Sedangkan konseling konselor memberikan bantuan solusi untuk menyelesaikan
masalah konseli.
Coaching yang
dilakukan coach kepada coachee sedikitnya membutuhkan empat keterampilan
diantaranya:
1. Keterampilan
membangun dasar proses coaching
2. Keterampilan
membangun hubungan baik
3. Keterampilan
berkomunikasi
4. Keterampilan
memfasilitasi pembelajaran
Keterampilan
melakukan coaching kepada guru lain dan juga murid merupakan sebuah upaya
menumbuhkan potensi murid secara holistik. Pemahaman ini pada akhirnya akan
membuat kebutuhan belajar murid dengan lebih baik.
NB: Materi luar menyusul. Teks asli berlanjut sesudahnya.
use std::ops::Index;

use crate::utils::MyHash;

#[derive(Clone)]
struct Entry<T> {
    value: T,
    /// Index of the next entry in the same bucket, 0 if none.
    next: usize,
}

/// Hash-consing table: equal values are stored once and share an index.
///
/// Index 0 is a sentry and is never handed out, so `0` can mark the end of a
/// bucket chain. The bucket array has a fixed size of `2^bits`; the entry
/// storage grows on demand.
pub struct Table<T> {
    data: Vec<Entry<T>>,
    buckets: Vec<usize>,
    bitmask: u64,
}

impl<T> Table<T>
where
    T: Default,
{
    /// Create a new table with `2^bits` buckets.
    pub fn new(bits: usize) -> Self {
        assert!(bits <= 24, "Bucket bits should be in the range 0..=24");

        let buckets_size = 1 << bits;
        let mut data = Vec::with_capacity(buckets_size);
        data.push(Entry {
            value: T::default(),
            next: 0,
        });

        Self {
            data,
            buckets: vec![0; buckets_size],
            bitmask: (buckets_size - 1) as u64,
        }
    }
}

impl<T> Table<T> {
    /// Number of stored values (the sentry excluded).
    pub fn size(&self) -> usize {
        self.data.len() - 1
    }

    /// Get the reference to the value at the given index.
    pub fn value(&self, index: usize) -> &T {
        assert_ne!(index, 0, "Index is 0");
        &self.data[index].value
    }

    /// Append a value without hash-consing and return its index.
    pub fn add(&mut self, value: T) -> usize {
        self.data.push(Entry { value, next: 0 });
        self.data.len() - 1
    }
}

impl<T> Table<T>
where
    T: MyHash + Eq,
{
    fn bucket_index(&self, value: &T) -> usize {
        (value.hash() & self.bitmask) as usize
    }

    /// Put a value into the table and return its index.
    ///
    /// If an equal value is already stored, its index is returned instead.
    pub fn put(&mut self, value: T) -> usize {
        let bucket_index = self.bucket_index(&value);
        let mut index = self.buckets[bucket_index];

        if index == 0 {
            let i = self.add(value);
            self.buckets[bucket_index] = i;
            return i;
        }

        loop {
            if &value == self.value(index) {
                return index;
            }
            let next = self.data[index].next;
            if next == 0 {
                let i = self.add(value);
                self.data[index].next = i;
                return i;
            }
            index = next;
        }
    }
}

impl<T> Index<usize> for Table<T> {
    type Output = T;

    fn index(&self, index: usize) -> &Self::Output {
        self.value(index)
    }
}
Pemenuhan kebutuhan belajar
murid adalah salah satu indikator terlaksananya pembelajaran berpusat pada
murid sesuai filosofi pendidikan Ki Hadjar Dewantara.yang nantinya akan
dijadikan sebuah rancangan aksi; dan Will (Keinginan untuk maju): komitmen
coachee dalam membuat sebuah rencana aksi dan menjalankannya.
Model GROW
menjadi pijakan dalam melakukan coaching yang selanjutnya dikembangkan menjadi
model TIRTA yang meliputi langkah-langkah Tujuan utama pertemuan/pembicaraan;
Identifikasi masalah coachee; Rencana aksi coachee; dan Tanggung
jawab/komitmen. Dalam Aksi Aspek berkomunikasi untuk mendukung praktik coaching
antara lain, Komunikasi Asertif menjadi Pendengar aktif, Bertanya reflektif
dan Umpan balik positif.
Dari segi
bahasa, TIRTA berarti air. Air mengalir dari hulu ke hilir. Jika kita ibaratkan
murid kita adalah air, maka biarlah ia merdeka, mengalir lepas hingga ke hilir
potensinya. Anda, sebagai guru memiliki tugas untuk menjaga air itu tetap
mengalir, tanpa sumbatan.
Refleksi CGP
Untuk
mewujudkan pembelajaran yang berpihak pada murid ternyata tidak semudah
membalikan telapak tangan. Perlu kerja keras dan komitmen dari seorang guru
untuk memberikan yang terbaik bagi murid-muridnya. Salah satu caranya yaitu
dengan terus meningkatkan kompetensinya. Guru dituntut untuk mengetahui dan
memenuhi kebutuhan belajar tiap murid yang berbeda-beda dengan memberikan
pembelajaran berdiferensiasi. Guru harus bisa mengenali emosi dan membangun
hubungan sosial-emosional dengan murid, dan juga guru harus bisa menjadi
seorang coach bagi murid-muridnya dalam rangka mengembangkan segala potensi
yang ada pada murid. Guru yang berperan sebagai coach menunjukan sebuah
pembelajaran yang berpihak pada murid. Untuk itu marilah kita semua belajar dan
terus belajar demi kemajuan dan perkembangan murid-murid kita.